İmzadan karakter okuma

Türkiye “bildiri krizi” yaşıyor… 

Tepkiler, tehditler, hakaretler, açılan soruşturmalar…

Davutoğlu, daha bir ay önce bilim insanlarını toplayıp, “Huzurumuzda el pençe duracak bilim adamı istemiyoruz. Ben kimsenin önünde durmadım, fikrimi teslim etmedim, sizlerin de teslim etmesini beklemeyiz.” demişti…

Şimdi, “Bu suça ortak olmayacağız” bildirisini imzalayan akademisyenlere, imzalarını geri çekme çağrısı yapıp duruyor!

Sonuçta, bazı akademisyenler imzalarını “geri teslim etmeye” başladılar.

*** 

Grafoloji (yazı bilimi) adında bir bilim dalı var…

Uzmanlar imzanıza ve yazınıza bakarak, fal bakar gibi sizin kişilik özelliklerinizi, karakterinizi söylüyorlar. 

İmzası uzun olursa kişi sabırlı, kısaysa mantıklı oluyormuş. Düzgün imza atanlar güvenilir, yuvarlaklık imza atanlar lider özellikli kişilermiş. İmzanın başı büyük harf ve gösterişle başlıyorsa kişi özgüvenli, karizmatik; Sonu büyük harfle bitiyorsa başladığı işleri iyi bitiriyor demekmiş. İmzanın sonunda ileri veya yukarı doğru giden bir çizgi çeken kişinin hedefi büyükmüş.  Aşağı doğru çizgi çekenler içine kapalı kişilermiş. Sağa yatık imza atanlar sosyal, geriye yatık imza atanlar anti sosyal kişilikli insanlarmış... 

Örneğin; Atatürk’ün imzasının son derece açık ve rahat atılmış olması, geçmişten kopmadan hızlı ilerleme ve geleceği planlama özelliğini gösteriyormuş. Onun kendine güveni tam; eğlenmeyi de en az çalışmak kadar çok seven; detaylara önem veren ama onlara takılmayan; estetik kaygıları olan; gücünü kendinden alan; doğru sözünü sakınmadan söyleyen kişilik yapısını ortaya koyuyormuş. 

Tayyip Erdoğan’ın imzasının belirgin bir şekilde büyük olması, büyük hedefleri olduğunu; henüz emekli olmayı düşünmediğini; başkanlığı hedeflediğini gösteriyormuş! 

*** 

Yazı Bilimi, Avrupa ve Amerika'da sık kullanılıyor. İstihbarat teşkilatları olayları çözümlemek, büyük şirketler doğru eleman seçmek için imza ve yazıdan karakter analizi yapıyorlar.

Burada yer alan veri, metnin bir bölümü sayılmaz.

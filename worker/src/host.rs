use std::{collections::HashMap, ops::Range, sync::Arc, time::Instant};

use async_trait::async_trait;
use comms::specs::{
    machine_learning::{ModuleSpec, OptimizerSpec},
    rpc::{Call, GlobalId, GradFn, ParamRef, RRef},
};
use log::{debug, info};
use machine_learning::{
    arch::{ModuleBuilder, Sequential},
    optimization::{self, Optimizer},
};
use ndarray::ArrayD;
use parking_lot::{Mutex, RwLock};
use rpc::{RpcAgent, RpcHandler, RpcOutput, store::StoredValue};

use crate::{
    Result, WorkerErr,
    context::{CallRecord, Contexts},
};

/// A stage module living in this process.
struct HostedModule {
    name: String,
    ranges: Vec<Range<usize>>,
    net: Mutex<Sequential>,
}

/// One optimizer per parameter tensor, so their state never mixes.
struct RemoteOptimizer {
    params: Vec<(ParamRef, Box<dyn Optimizer + Send>)>,
}

/// Hosts stage modules and runs the calls the master and the other stages send them.
///
/// Forward calls record their caches in their autograd context, so several
/// micro-batches may go through a stage before any of them goes backward.
#[derive(Default)]
pub struct StageHost {
    modules: RwLock<HashMap<GlobalId, Arc<HostedModule>>>,
    optimizers: Mutex<HashMap<GlobalId, Arc<Mutex<RemoteOptimizer>>>>,
    contexts: Contexts,
}

impl StageHost {
    pub fn new() -> Self {
        Self::default()
    }

    /// The amount of autograd contexts with something recorded.
    pub fn live_contexts(&self) -> usize {
        self.contexts.len()
    }

    async fn run(
        &self,
        agent: &RpcAgent,
        call: Call,
        tensor: Option<ArrayD<f32>>,
    ) -> Result<RpcOutput> {
        match call {
            Call::Construct { module, spec } => self.construct(module, spec).await,
            Call::Forward {
                module,
                ctx,
                input,
                output,
                call,
            } => {
                self.forward(agent, module, ctx, input, output, call)
                    .await
            }
            Call::Backward { ctx, call } => {
                let d = tensor.ok_or(WorkerErr::MissingTensor { call: "backward" })?;
                self.backward(agent, ctx, call, d).await
            }
            Call::ParameterRefs { module } => {
                let hosted = self.module(module)?;
                let params = hosted
                    .ranges
                    .iter()
                    .enumerate()
                    .map(|(index, range)| ParamRef {
                        owner: agent.rank(),
                        module,
                        index,
                        len: range.len(),
                    })
                    .collect();

                Ok(RpcOutput::params(params))
            }
            Call::CreateOptimizer {
                optimizer,
                spec,
                params,
            } => self.create_optimizer(agent, optimizer, spec, params),
            Call::OptimizerStep { optimizer, ctx } => self.step(optimizer, ctx).await,
            Call::ReleaseContext { ctx } => {
                self.contexts.release(ctx);
                Ok(RpcOutput::ack())
            }
            call @ Call::FetchRef { .. } => Err(WorkerErr::UnexpectedCall(call.kind())),
        }
    }

    fn module(&self, id: GlobalId) -> Result<Arc<HostedModule>> {
        self.modules
            .read()
            .get(&id)
            .cloned()
            .ok_or(WorkerErr::UnknownModule(id))
    }

    async fn construct(&self, id: GlobalId, spec: ModuleSpec) -> Result<RpcOutput> {
        if self.modules.read().contains_key(&id) {
            return Err(WorkerErr::DuplicateId(id));
        }

        let started = Instant::now();
        let net = blocking(move || Ok(ModuleBuilder::new().build(&spec)?)).await?;

        info!(
            size = net.size(), elapsed_ms = started.elapsed().as_millis() as u64;
            "built {} as module {id}", net.name()
        );

        let hosted = HostedModule {
            name: net.name().to_string(),
            ranges: net.param_ranges(),
            net: Mutex::new(net),
        };
        self.modules.write().insert(id, Arc::new(hosted));

        Ok(RpcOutput::ack())
    }

    /// Runs a forward call, keeping its output under `output` when given one.
    ///
    /// The output slot is reserved before anything else so the next stage can
    /// already wait on it, and it's poisoned if the call fails.
    async fn forward(
        &self,
        agent: &RpcAgent,
        module: GlobalId,
        ctx: Option<GlobalId>,
        input: RRef,
        output: Option<GlobalId>,
        call: GlobalId,
    ) -> Result<RpcOutput> {
        if let Some(output) = output {
            agent.store().reserve(output, ctx);
        }

        let result = self.run_forward(agent, module, ctx, input, call).await;
        let grad_fn = ctx.map(|_| GradFn {
            owner: agent.rank(),
            call,
        });

        match (output, result) {
            (Some(output), Ok(y)) => {
                let value = StoredValue {
                    tensor: Arc::new(y),
                    grad_fn,
                };
                agent.store().fulfill(output, ctx, value);
                Ok(RpcOutput::ack())
            }
            (Some(output), Err(e)) => {
                agent.store().fail(output, e.to_string());
                Err(e)
            }
            (None, Ok(y)) => Ok(RpcOutput::value(y, grad_fn)),
            (None, Err(e)) => Err(e),
        }
    }

    async fn run_forward(
        &self,
        agent: &RpcAgent,
        module: GlobalId,
        ctx: Option<GlobalId>,
        input: RRef,
        call: GlobalId,
    ) -> Result<ArrayD<f32>> {
        let hosted = self.module(module)?;
        let started = Instant::now();
        let (x, input_grad_fn) = agent.to_here(&input, ctx).await?;
        let rows = x.shape().first().copied().unwrap_or_default();

        let (y, cache) = {
            let hosted = hosted.clone();
            blocking(move || {
                let mut net = hosted.net.lock();
                net.set_training(ctx.is_some());
                Ok(net.forward(x)?)
            })
            .await?
        };

        info!(
            rank = agent.rank(), rows = rows, elapsed_ms = started.elapsed().as_millis() as u64;
            "{} forward finished", hosted.name
        );

        if let Some(ctx) = ctx {
            let record = CallRecord {
                module,
                cache,
                input_grad_fn,
            };
            self.contexts.record(ctx, call, record);
        }

        Ok(y)
    }

    /// Goes backward through a recorded call and keeps the chain going towards the
    /// call that produced its input.
    async fn backward(
        &self,
        agent: &RpcAgent,
        ctx: GlobalId,
        call: GlobalId,
        d: ArrayD<f32>,
    ) -> Result<RpcOutput> {
        let CallRecord {
            module,
            cache,
            input_grad_fn,
        } = self.contexts.take(ctx, call)?;
        let hosted = self.module(module)?;

        let need_input_grad = input_grad_fn.is_some();
        let started = Instant::now();
        let (grad, dx) = {
            let hosted = hosted.clone();
            blocking(move || {
                let net = hosted.net.lock();
                let mut grad = vec![0.0; net.size()];
                let dx = net.backward(cache, d, &mut grad, need_input_grad)?;
                Ok((grad, dx))
            })
            .await?
        };

        debug!(
            rank = agent.rank(), elapsed_ms = started.elapsed().as_millis() as u64;
            "{} backward finished", hosted.name
        );
        self.contexts.accumulate(ctx, module, grad);

        if let (Some(GradFn { owner, call }), Some(dx)) = (input_grad_fn, dx) {
            agent
                .rpc_sync(owner, Call::Backward { ctx, call }, Some(dx))
                .await?
                .into_ack()?;
        }

        Ok(RpcOutput::ack())
    }

    fn create_optimizer(
        &self,
        agent: &RpcAgent,
        id: GlobalId,
        spec: OptimizerSpec,
        params: Vec<ParamRef>,
    ) -> Result<RpcOutput> {
        let mut optimizers = self.optimizers.lock();
        if optimizers.contains_key(&id) {
            return Err(WorkerErr::DuplicateId(id));
        }

        for param in &params {
            if param.owner != agent.rank() {
                return Err(WorkerErr::ForeignParam {
                    owner: param.owner,
                    rank: agent.rank(),
                });
            }

            let hosted = self.module(param.module)?;
            if hosted.ranges.get(param.index).map(Range::len) != Some(param.len) {
                return Err(WorkerErr::InvalidParam {
                    module: param.module,
                    index: param.index,
                });
            }
        }

        debug!(params = params.len(); "created optimizer {id}");
        let params = params
            .into_iter()
            .map(|param| (param, optimization::build_optimizer(spec)))
            .collect();
        optimizers.insert(id, Arc::new(Mutex::new(RemoteOptimizer { params })));

        Ok(RpcOutput::ack())
    }

    /// Updates every parameter of the optimizer with the gradients of `ctx`.
    ///
    /// Parameters of modules that received no gradient within `ctx` are left untouched.
    async fn step(&self, id: GlobalId, ctx: GlobalId) -> Result<RpcOutput> {
        let optimizer = self
            .optimizers
            .lock()
            .get(&id)
            .cloned()
            .ok_or(WorkerErr::UnknownOptimizer(id))?;

        let grads = self.contexts.grads(ctx);
        let modules = optimizer
            .lock()
            .params
            .iter()
            .map(|(param, _)| Ok((param.module, self.module(param.module)?)))
            .collect::<Result<HashMap<_, _>>>()?;

        blocking(move || {
            let mut optimizer = optimizer.lock();

            for (param, opt) in optimizer.params.iter_mut() {
                let Some(grad) = grads.get(&param.module) else {
                    continue;
                };

                let hosted = &modules[&param.module];
                let range = hosted.ranges[param.index].clone();
                let mut net = hosted.net.lock();
                opt.update_params(&mut net.params_mut()[range.clone()], &grad[range]);
            }

            Ok(())
        })
        .await?;

        Ok(RpcOutput::ack())
    }
}

#[async_trait]
impl RpcHandler for StageHost {
    async fn handle(
        &self,
        agent: &RpcAgent,
        from: usize,
        call: Call,
        tensor: Option<ArrayD<f32>>,
    ) -> rpc::Result<RpcOutput> {
        debug!(rank = agent.rank(), from = from; "handling {}", call.kind());
        Ok(self.run(agent, call, tensor).await?)
    }
}

/// Runs compute heavy work off the async runtime.
async fn blocking<T, F>(f: F) -> Result<T>
where
    F: FnOnce() -> Result<T> + Send + 'static,
    T: Send + 'static,
{
    tokio::task::spawn_blocking(f)
        .await
        .map_err(|e| WorkerErr::Task(e.to_string()))?
}
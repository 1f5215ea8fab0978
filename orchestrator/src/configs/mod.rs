mod adapter;
mod run;

pub use adapter::Adapter;
pub use run::{CONFIG_ENV, RunConfig, parse_var};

Adli Tıp’ta, sahtecilik olaylarını aydınlatmak ve suçluların saptanması amacıyla kullanılıyor. 

Çıkan krize bakılırsa, bizde imzadan karakter okuma, imzanın “nasıl atıldığına” göre değil, “nereye atıldığına” göre de yapılıyor! 

Erdoğan’ın, bildiriyi imzalayan akademisyenlerin “karanlık”, “cahil”, “hain” kişiler olduklarını söyleyerek “karakter okuması”, her konuda olduğu gibi bu konuda da bilgili olduğunu gösteriyor! 

*** 

Yazının başında da belirttiğim gibi, bazı akademisyenler, tehdit, telkin, baskı, hakaret, soruşturmalardan sonra, “okumadan imzaladıklarını” söyleyerek, bildiriden imzalarını geri çekiyorlar… 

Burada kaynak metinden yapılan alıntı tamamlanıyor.